Like many other industries, clinical laboratories are becoming more reliant on data analytics. Clinical laboratories generate, process, and store transactional data with high quality and efficiency. These data are required for patient care and quality assurance activities and increasingly are used for operational decisions. To analyze all these data, laboratories often rely on commercial spreadsheets or other specialized software applications. However, these programs can be functionally limited and often are not suitable for more complex statistical analyses and visualizations or for analysis of large or high-dimensional datasets. Importantly, the analysis and visualization workflows in these programs have limited reproducibility and transparency.

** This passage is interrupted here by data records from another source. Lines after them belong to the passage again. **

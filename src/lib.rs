pub mod arena;
pub mod compiler;
pub mod engine;
pub mod logging;
pub mod parser;
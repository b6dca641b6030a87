//! Command-line driver: load definition files, compile every global, then
//! reduce the selected one to normal form and print it.

use clap::Parser;
use lambda::arena::Graph;
use lambda::compiler::{self, Term};
use lambda::engine::{builtins, is_normal, reduce_step, show_expr, EvalContext};
use lambda::logging;
use lambda::parser::{definitions, FileInfo, Meta, MetaInfo};
use rustc_hash::FxHashSet;
use std::path::PathBuf;
use std::process;
use std::rc::Rc;
use tracing::info;

#[derive(Debug, Parser)]
#[command(
    name = "lambda",
    version,
    about = "Normal-order interpreter for λ-calculus definition files"
)]
struct Cli {
    /// Evaluate a global to normal form and print it
    #[arg(long, value_name = "NAME")]
    eval: Option<String>,
    /// Print every intermediate form while reducing
    #[arg(short, long)]
    verbose: bool,
    /// Abort evaluation after this many reduction steps
    #[arg(long, value_name = "N")]
    max_steps: Option<usize>,
    /// Log level (overrides RUST_LOG)
    #[arg(long, value_name = "LEVEL")]
    log_level: Option<String>,
    /// Definition files
    #[arg(value_name = "FILE", required = true)]
    files: Vec<PathBuf>,
}

fn main() {
    let cli = Cli::parse();
    logging::init_with_level(cli.log_level.as_deref());

    let mut defs: Vec<(String, Term<Meta>)> = Vec::new();
    let mut seen: FxHashSet<String> = FxHashSet::default();
    for path in &cli.files {
        let src = match std::fs::read_to_string(path) {
            Ok(src) => src,
            Err(e) => exit_with_error(None, &format!("{}: {e}", path.display())),
        };
        let parsed = match definitions(&path.to_string_lossy(), &src) {
            Ok(parsed) => parsed,
            Err(e) => exit_with_error(e.file_info.as_ref(), &e.message),
        };
        info!(file = %path.display(), count = parsed.len(), "loaded definitions");
        for (name, node) in parsed {
            if !seen.insert(name.clone()) {
                let meta = node.meta().clone();
                exit_with_error(meta.file_info.as_ref(), &format!("'{name}' already defined"));
            }
            defs.push((name, node));
        }
    }

    let mut g: Graph<Meta> = Graph::new();
    let prims = builtins(&mut g, &mut |name: &str| {
        Rc::new(MetaInfo { name: name.to_string(), file_info: None })
    });

    let globals = match compiler::compile_all(&mut g, &defs, &prims) {
        Ok(globals) => globals,
        Err(e) => exit_with_error(e.meta.file_info.as_ref(), &e.message),
    };

    let Some(target) = cli.eval else { return };
    let Some(&expr) = globals.get(&target) else {
        exit_with_error(None, &format!("eval: '{target}' not defined"));
    };

    let repr = |meta: &Meta| meta.name.clone();
    let mut ctx = EvalContext::default();
    if let Some(limit) = cli.max_steps {
        ctx.step_limit = limit;
    }
    let mut expr = expr;
    while !is_normal(&g, expr) {
        if ctx.steps >= ctx.step_limit {
            ctx.step_limit_hit = true;
            break;
        }
        if cli.verbose {
            println!("{}", show_expr(&g, &repr, expr));
            println!();
        }
        expr = reduce_step(&mut g, expr, &mut ctx);
        ctx.steps += 1;
    }
    if ctx.step_limit_hit {
        exit_with_error(
            None,
            &format!("eval: '{target}': step limit exceeded after {} steps", ctx.steps),
        );
    }
    println!("{}", show_expr(&g, &repr, expr));
}

fn exit_with_error(file_info: Option<&FileInfo>, message: &str) -> ! {
    match file_info {
        Some(fi) => eprintln!("{}:{}:{}: {message}", fi.filename, fi.line, fi.column),
        None => eprintln!("{message}"),
    }
    process::exit(1);
}
use std::sync::Once;

static INIT: Once = Once::new();

/// Install the global tracing subscriber once. `level` (from the CLI)
/// wins over `RUST_LOG`; without either, only warnings and errors show.
pub fn init_with_level(level: Option<&str>) {
    INIT.call_once(|| {
        let env = match level {
            Some(l) if !l.is_empty() => l.to_string(),
            _ => std::env::var("RUST_LOG").unwrap_or_else(|_| "warn".to_string()),
        };

        let filter = tracing_subscriber::EnvFilter::try_new(env.clone()).unwrap_or_else(|e| {
            eprintln!("invalid RUST_LOG/log level '{env}': {e}; falling back to 'warn'");
            tracing_subscriber::EnvFilter::new("warn")
        });

        let _ = tracing_subscriber::fmt()
            .with_env_filter(filter)
            .with_target(true)
            .compact()
            .try_init();
    });
}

In contrast, R is a comprehensive, open source, platform-independent, freely available programming language, and it has a massive, worldwide user and contributor base. These characteristics make R ideally suited for clinical laboratorians. Applications of R in medicine—and specifically among clinical laboratorians—are growing due to increased visibility of R’s versatility and the availability of relevant, focused training.

Tools for almost any conceivable application have been written in R and publicly shared, enabling adaptation to a variety of user interests. Further, analyses carried out with R are highly customizable, reproducible, and can be automated. R is heavily utilized for its graphic and reporting capabilities, including the ability to render publication-quality figures with interactivity and to generate web-based dashboards and other reports in a variety of formats.

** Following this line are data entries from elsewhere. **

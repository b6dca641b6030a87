//! Lowering from the named AST to the free-expression form.
//!
//! A term compiles against an ordered list of the names its environment
//! will carry, position 0 first. Abstractions with a used binder push the
//! bound name onto that list; applications split it between their sides,
//! recording a direction per slot. By the time a variable leaf is reached
//! the list has been pruned to exactly that variable, so closures only
//! ever capture values that are actually referenced.

use crate::arena::{CellId, Dir, Dirs, EnvId, Free, FreeId, Graph, NodeId};
use crate::engine::fill::fill;
use num_bigint::BigInt;
use rustc_hash::FxHashMap;
use std::fmt;
use tracing::debug;

/// A named source term, as delivered by the parser.
#[derive(Clone, Debug)]
pub enum Term<M> {
    Var { name: String, meta: M },
    Abst { bound: String, body: Box<Term<M>>, meta: M },
    Appl { left: Box<Term<M>>, right: Box<Term<M>>, meta: M },
    Global { name: String, meta: M },
    Int { value: BigInt, meta: M },
}

/// A compile failure carrying the offending node's metadata, so the
/// caller can point at the source position.
#[derive(Clone, Debug)]
pub struct CompileError<M> {
    pub meta: M,
    pub message: String,
}

impl<M> fmt::Display for CompileError<M> {
    fn fmt(&self, f: &mut fmt::Formatter<'_>) -> fmt::Result {
        f.write_str(&self.message)
    }
}

impl<M: fmt::Debug> std::error::Error for CompileError<M> {}

impl<M: Clone> Term<M> {
    pub fn meta(&self) -> &M {
        match self {
            Term::Var { meta, .. }
            | Term::Abst { meta, .. }
            | Term::Appl { meta, .. }
            | Term::Global { meta, .. }
            | Term::Int { meta, .. } => meta,
        }
    }

    /// Does `name` occur free in this term?
    pub fn has_free(&self, name: &str) -> bool {
        match self {
            Term::Var { name: n, .. } => n == name,
            Term::Abst { bound, body, .. } => bound != name && body.has_free(name),
            Term::Appl { left, right, .. } => left.has_free(name) || right.has_free(name),
            Term::Global { .. } | Term::Int { .. } => false,
        }
    }

    /// Lower this term into a free expression. `free` lists the names the
    /// resulting expression's environment will carry, position 0 first;
    /// `globals` maps global names to their stable cells.
    pub fn compile(
        &self,
        g: &mut Graph<M>,
        globals: &FxHashMap<String, CellId>,
        free: &[&str],
    ) -> Result<FreeId, CompileError<M>> {
        match self {
            Term::Var { name, meta } => {
                if free.len() != 1 || free[0] != name.as_str() {
                    return Err(CompileError {
                        meta: meta.clone(),
                        message: format!("'{name}' not defined"),
                    });
                }
                Ok(g.add_free(Free::Var { meta: meta.clone() }))
            }
            Term::Global { name, meta } => {
                let Some(&cell) = globals.get(name) else {
                    return Err(CompileError {
                        meta: meta.clone(),
                        message: format!("'{name}' not defined"),
                    });
                };
                debug_assert!(free.is_empty(), "global reference inside a pruned environment");
                Ok(g.add_free(Free::Ref { cell, meta: meta.clone() }))
            }
            Term::Int { value, .. } => {
                debug_assert!(free.is_empty(), "integer literal inside a pruned environment");
                Ok(g.add_free(Free::Int { value: value.clone() }))
            }
            Term::Abst { bound, body, meta } => {
                if !body.has_free(bound) {
                    let body = body.compile(g, globals, free)?;
                    return Ok(g.add_free(Free::Abst { used: false, body, meta: meta.clone() }));
                }
                let mut inner: Vec<&str> = Vec::with_capacity(free.len() + 1);
                inner.push(bound);
                inner.extend_from_slice(free);
                let body = body.compile(g, globals, &inner)?;
                Ok(g.add_free(Free::Abst { used: true, body, meta: meta.clone() }))
            }
            Term::Appl { left, right, meta } => {
                let mut dirs = Dirs::new();
                let mut lfree: Vec<&str> = Vec::new();
                let mut rfree: Vec<&str> = Vec::new();
                for &name in free {
                    let l = left.has_free(name);
                    let r = right.has_free(name);
                    if l {
                        lfree.push(name);
                    }
                    if r {
                        rfree.push(name);
                    }
                    dirs.push(match (l, r) {
                        (true, true) => Dir::Both,
                        (true, false) => Dir::Left,
                        (false, true) => Dir::Right,
                        (false, false) => {
                            return Err(CompileError {
                                meta: meta.clone(),
                                message: format!("'{name}' not defined"),
                            })
                        }
                    });
                }
                // Reversed so the cons-reversal in distribute restores
                // each side's positional order at fill time.
                lfree.reverse();
                rfree.reverse();
                let left = left.compile(g, globals, &lfree)?;
                let right = right.compile(g, globals, &rfree)?;
                Ok(g.add_free(Free::Appl { dirs, left, right, meta: meta.clone() }))
            }
        }
    }
}

/// Compile every definition against a shared cell table.
///
/// Cells for all names, builtins included, exist before any body is
/// lowered, so mutually recursive and cyclic references resolve. Each
/// compiled body is filled with the empty environment and stored into its
/// cell afterwards; compile order does not matter because a reference
/// captures the cell, not its contents.
pub fn compile_all<M: Clone>(
    g: &mut Graph<M>,
    defs: &[(String, Term<M>)],
    builtins: &[(String, NodeId)],
) -> Result<FxHashMap<String, NodeId>, CompileError<M>> {
    let mut cells: FxHashMap<String, CellId> = FxHashMap::default();
    for (name, node) in builtins {
        let cell = g.new_cell();
        g.set_cell(cell, *node);
        cells.insert(name.clone(), cell);
    }

    let mut def_cells: Vec<CellId> = Vec::with_capacity(defs.len());
    for (name, body) in defs {
        if cells.contains_key(name) {
            return Err(CompileError {
                meta: body.meta().clone(),
                message: format!("'{name}' already defined"),
            });
        }
        let cell = g.new_cell();
        cells.insert(name.clone(), cell);
        def_cells.push(cell);
    }

    let mut out: FxHashMap<String, NodeId> = FxHashMap::default();
    for (name, node) in builtins {
        out.insert(name.clone(), *node);
    }
    for ((name, body), &cell) in defs.iter().zip(&def_cells) {
        let ir = body.compile(g, &cells, &[])?;
        let filled = fill(g, ir, EnvId::NIL);
        g.set_cell(cell, filled);
        out.insert(name.clone(), filled);
        debug!(global = %name, "compiled");
    }
    Ok(out)
}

What Is R, and What Are Its Benefits?

As a statistical programming language, R allows laboratorians and others to transform and analyze data and communicate results. It includes a wide variety of capabilities that provide greater functionality for working with data than Microsoft Excel and other commercial data analysis programs. R uses text-based commands to process data, and as such it functions as a full-fledged programming language for the advanced user.

Unlike Excel and many other graphical user interface (GUI)-based programs, R’s reliance on text-based structure makes it straightforward to review at any time the commands used in a data processing pipeline to ensure that the correct steps were taken. Furthermore, the ability to view the underlying commands facilitates transparency and reproducibility of analyses.

The same text commands are used regardless of the size of the dataset; thus, it is just as easy for the user to perform an analysis on 1 million test results as it is to perform that analysis on 10 results. This feature makes it simple to automate and scale any process with R. In addition, the graphing capabilities of R far surpass that of Excel and many other GUI-based programs, in both functionality and potential for customization and automation.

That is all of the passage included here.